Open brain, a new mouse mutant with severe neural tube defects, shows altered gene expression patterns in the developing spinal cord

We describe a new mouse mutation, designated open brain (opb), which results in severe defects in the developing neural tube. Homozygous opb embryos exhibited an exencephalic malformation involving the forebrain, midbrain and hindbrain regions. The primary defect of the exencephaly could be traced back to a failure to initiate neural tube closure at the midbrain-forebrain boundary. Severe malformations in the spinal cord and dorsal root ganglia were observed in the thoracic region. The spinal cord of opb mutant embryos exhibited an abnormal circular to oval shape and showed defects in both ventral and dorsal regions. In severely affected spinal cord regions, a dorsalmost region of cells negative for Wnt-3a, Msx-2, Pax-3 and Pax-6 gene expression was detected and dorsal expression of Pax-6 was increased.

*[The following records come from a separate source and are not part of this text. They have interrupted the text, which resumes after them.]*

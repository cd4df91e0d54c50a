//! CORS layer.

use axum::http::header::{ACCEPT, CONTENT_TYPE};
use axum::http::{HeaderValue, Method};
use tower_http::cors::{Any, CorsLayer};

const METHODS: [Method; 5] = [
    Method::GET,
    Method::POST,
    Method::PUT,
    Method::DELETE,
    Method::OPTIONS,
];

/// Create a CORS layer for the configured origins.
///
/// With no usable origins any origin is allowed, but without credentials,
/// so browsers will not send the session cookie cross-origin. Listed
/// origins get credentials mode.
pub fn create_cors_layer(origins: &[String]) -> CorsLayer {
    let parsed_origins: Vec<HeaderValue> = origins
        .iter()
        .filter_map(|o| match o.parse() {
            Ok(value) => Some(value),
            Err(_) => {
                tracing::warn!(origin = %o, "Ignoring invalid CORS origin");
                None
            }
        })
        .collect();

    if parsed_origins.is_empty() {
        return CorsLayer::new()
            .allow_methods(METHODS)
            .allow_headers(Any)
            .allow_origin(Any);
    }

    CorsLayer::new()
        .allow_methods(METHODS)
        .allow_headers([CONTENT_TYPE, ACCEPT])
        .allow_credentials(true)
        .allow_origin(parsed_origins)
}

In ventral regions, the area of Shh and HNF-3 beta expression was enlarged and the future motor neuron horns appeared to be reduced in size. These observations indicate that opb embryos exhibit defects in the specification of cells along the dorsoventral axis of the developing spinal cord. Although small dorsal root ganglia were formed in opb mutants, their metameric organization was lost. In addition, defects in eye development and malformations in the axial skeleton and developing limbs were observed. The implications of these findings are discussed in the context of dorsoventral patterning of the developing neural tube and compared with known mouse mutants exhibiting similar defects.